Concordia's Thursday Report

Vol. 30, No.2

September 29, 2005

 

The power of photography and the pull of perception

Martha Langford on the ideas behind Image & Imagination

By Irene Caselli

Martha Langford

Art historian Martha Langford in the Leonard and Bina Ellen Gallery, where Unstilled Lives is the current show in the Mois de la Photo festival. Behind her is a work by Australian Aboriginal artist Destiny Deacon, called Oz Series. The show also features work by Concordia teacher and well-known art photographer Evergon, drawn from his own everyday life.

Photo: Kate Hutchinson

Art historian Martha Langford hardly had time to sit down during the opening night of the Mois de la Photo: Image & Imagination photography festival earlier this month.

As the artistic director of the event and the curator of many of the festival’s exhibitions, she set off on a marathon and enthusiastically presided over the openings of seven shows in one evening.

She said she was delighted to see curious viewers ask artists for explanations of their work at the crowded venues. That’s what Image & Imagination sets out to do.

Langford said all images, even the most realistic ones, are ultimately a combination of the imaginations of the creator and of the spectator.

“There are two ways we use the word image,” she explained in an interview. “Object images are what you expect to see at a photographic exhibition, but mental images are actually what you’re involved with.”

Langford, who teaches Art History at Concordia, feels it is crucial that spectators become aware of the role they play, and she incorporates this notion in her teaching.

“When you look at a photograph at an exhibition, you have to ask: Why am I here? What am I thinking? What are my expectations?” she said.

“Most people do understand the power of photography. The idea is to excite them with the power of perception, enable them to articulate what they can see.”

In some of the festival exhibitions, the role of perception is more evident than in others.

Windows, a retrospective of the “window works” of Canadian artist Michael Snow, is built around the idea of bringing the spectator into photographs, videos, drawings and sculptures.

Line Drawing with Synapse, 2003, a pair of ultrathin light boxes hanging from wires, shows a camera photographing itself in a mirror. Spectators will have the feeling the camera is going to take a picture of them, but they’ll als o know that the object is in a different physical dimension.

Unstilled Lives is the show at Concordia’s Leonard & Bina Ellen Gallery. It puts together controversial works by Australian photographer Destiny Deacon and Concordia teacher Evergon, in what a curatorial essay describes as a “fusion between the real and the imaginary.”

Hallelujah, the key image of the festival (featured on the cover of the festival catalogue but not exhibited) also reflects Langford’s stress on the central role the public plays in art.

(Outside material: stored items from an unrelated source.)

use std::sync::Arc;

use shell_fs::command::ShellRunner;
use shell_fs::fs::shell_fs::ShellFs;
use tokio::select;

use crate::app_config;
use tracing::{debug, error, info};

mod managed_fuse {
    //! fuser will not attempt to fuse unmount the filesystem when the `BackgroundSession` is
    //! dropped, and will only do a regular unmount. [`ManagedFuse`] forces a lazy unmount on drop
    //! so a busy mount point does not outlive the process.
    use std::path::PathBuf;
    use std::sync::Arc;
    use std::time::Duration;

    use nix::errno::Errno;

    use super::{ShellFs, ShellRunner, app_config, debug, error};
    use fuser::BackgroundSession;
    use shell_fs::fs::fuser::FuserAdapter;

    pub struct FuseCoreScope {
        _session: BackgroundSession,
    }

    impl FuseCoreScope {
        fn spawn(
            fs: Arc<ShellFs<ShellRunner>>,
            mount_point: PathBuf,
            handle: tokio::runtime::Handle,
        ) -> Result<Self, std::io::Error> {
            let fuse_adapter = FuserAdapter::new(fs, handle);
            let mount_opts = [
                fuser::MountOption::FSName("shell-fs".to_owned()),
                fuser::MountOption::RO,
                fuser::MountOption::NoDev,
                fuser::MountOption::AutoUnmount,
                fuser::MountOption::DefaultPermissions,
            ];

            Ok(Self {
                _session: fuser::spawn_mount2(fuse_adapter, mount_point, &mount_opts)?,
            })
        }
    }

    pub struct ManagedFuse {
        mount_point: PathBuf,
    }

    impl ManagedFuse {
        pub fn new(config: &app_config::Config) -> Self {
            Self {
                mount_point: config.mount_point.clone(),
            }
        }

        pub fn spawn(
            &self,
            fs: Arc<ShellFs<ShellRunner>>,
            handle: tokio::runtime::Handle,
        ) -> Result<FuseCoreScope, std::io::Error> {
            FuseCoreScope::spawn(fs, self.mount_point.clone(), handle)
        }
    }

    impl Drop for ManagedFuse {
        fn drop(&mut self) {
            const UMOUNT_ATTEMPT_COUNT: usize = 10;
            const UMOUNT_ATTEMPT_DELAY: Duration = Duration::from_millis(10);

            debug!(mount_point = ?self.mount_point, "Confirming unmount of FUSE filesystem...");

            for i in 0..UMOUNT_ATTEMPT_COUNT {
                let result = {
                    #[cfg(target_os = "macos")]
                    {
                        nix::mount::unmount(&self.mount_point, nix::mount::MntFlags::MNT_FORCE)
                    }

                    #[cfg(target_os = "linux")]
                    {
                        nix::mount::umount2(&self.mount_point, nix::mount::MntFlags::MNT_DETACH)
                    }
                };

                match result {
                    Ok(()) => {
                        debug!(
                            "Successfully unmounted FUSE filesystem on attempt {}",
                            i + 1
                        );
                        break;
                    }
                    Err(Errno::EBUSY) => {
                        debug!(
                            "FUSE filesystem still busy on attempt {}. Retrying...",
                            i + 1
                        );
                        std::thread::sleep(UMOUNT_ATTEMPT_DELAY);
                    }
                    Err(Errno::EINVAL | Errno::ENOENT) => {
                        debug!("FUSE filesystem already unmounted (attempt {})", i + 1);
                        break;
                    }
                    Err(e) => {
                        error!(
                            "Failed to unmount FUSE filesystem on attempt {}: {}",
                            i + 1,
                            e
                        );
                        break;
                    }
                }
            }
        }
    }
}

/// Prepares the mount point directory.
///
/// - If the directory exists and is non-empty, returns an error.
/// - If the directory does not exist, creates it (including parents) and logs an info message.
/// - If the directory exists and is empty, does nothing.
async fn prepare_mount_point(mount_point: &std::path::Path) -> Result<(), std::io::Error> {
    match tokio::fs::read_dir(mount_point).await {
        Ok(mut entries) => {
            if entries.next_entry().await?.is_some() {
                return Err(std::io::Error::new(
                    std::io::ErrorKind::AlreadyExists,
                    format!(
                        "Mount point '{}' already exists and is not empty.",
                        mount_point.display()
                    ),
                ));
            }
            Ok(())
        }
        Err(e) if e.kind() == std::io::ErrorKind::NotFound => {
            tokio::fs::create_dir_all(mount_point).await?;
            info!(path = %mount_point.display(), "Created mount point directory.");
            Ok(())
        }
        Err(e) => Err(e),
    }
}

async fn wait_for_exit() -> Result<(), std::io::Error> {
    use tokio::signal;
    let mut sigterm = signal::unix::signal(signal::unix::SignalKind::terminate())?;
    let mut sighup = signal::unix::signal(signal::unix::SignalKind::hangup())?;
    select! {
        _ = signal::ctrl_c() => {
            debug!("Received Ctrl+C signal, shutting down...");
        },
        _ = sigterm.recv() => {
            debug!("Received termination signal, shutting down...");
        },
        _ = sighup.recv() => {
            debug!("Received hangup signal, shutting down...");
        },
    }
    Ok(())
}

/// Main entry point for the daemon.
pub async fn run(
    config: app_config::Config,
    handle: tokio::runtime::Handle,
) -> Result<(), std::io::Error> {
    prepare_mount_point(&config.mount_point).await?;

    let runner = ShellRunner::new(&config.shell).with_timeout(config.command_timeout());
    let fs = Arc::new(ShellFs::new(runner, config.to_shell_fs_config()));

    info!(
        list = %config.list_command,
        transform = %config.transform_command,
        "Mounting filesystem at {}.",
        config.mount_point.display()
    );

    let fuse = managed_fuse::ManagedFuse::new(&config);
    {
        let _session = fuse.spawn(fs, handle.clone())?;
        info!("shell-fs is running. Press Ctrl+C to stop.");

        wait_for_exit().await?;
    }
    Ok(())
}

pub fn spawn(config: app_config::Config) -> Result<(), std::io::Error> {
    let runtime = tokio::runtime::Builder::new_multi_thread()
        .enable_all()
        .build()?;
    let result = runtime.block_on(run(config, runtime.handle().clone()));
    if let Err(e) = &result {
        error!(error = %e, "shell-fs stopped with an error");
    }
    result
}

The photograph, by emerging Montreal photographer Jonathan Plante, shows a huge crowd staring at the Mona Lisa at the Louvre museum in Paris, and manages to portray the variety of emotions that the enigmatic painting provokes in viewers.

Founding director of the Canadian Museum of Contemporary Photography, Langford worked for years as an independent curator. She began teaching full-time at Concordia in September 2004. She has collaborated with Montreal’s Mois de la Photo since its first edition in 1989.

This year’s theme resulted from her research on photography and memory, which she explored in her PhD thesis at McGill University and in her 2001 book Suspended Conversations: The Afterlife of Memory in Photographic Albums.

She is currently finishing a new book, Scissors, Paper, Stone: Expressions of Memory in Contemporary Photographic Art, which she began to research during her postdoctoral fellowship.

Image & Imagination presents works in seven galleries around Montreal, including Concordia, by more than 60 artists from Canada, Australia, France, Haiti, the United States and the United Kingdom.

Langford’s book by the same name was launched at the Canadian Centre for Architecture on Sept. 23 by McGill-Queen’s University Press, Le Mois de la Photo à Montréal and the Gail and Stephen A. Jarislowsky Institute for Studies in Canadian Art, at Concordia.

Martha Langford will give a guided tour of Unstilled Lives this afternoon, Sept. 29, at 4:30 p.m.

She will also discuss the works of Australian artist Tracey Moffatt at Montreal Museum of Fine Arts on Nov. 16 at 6 p.m.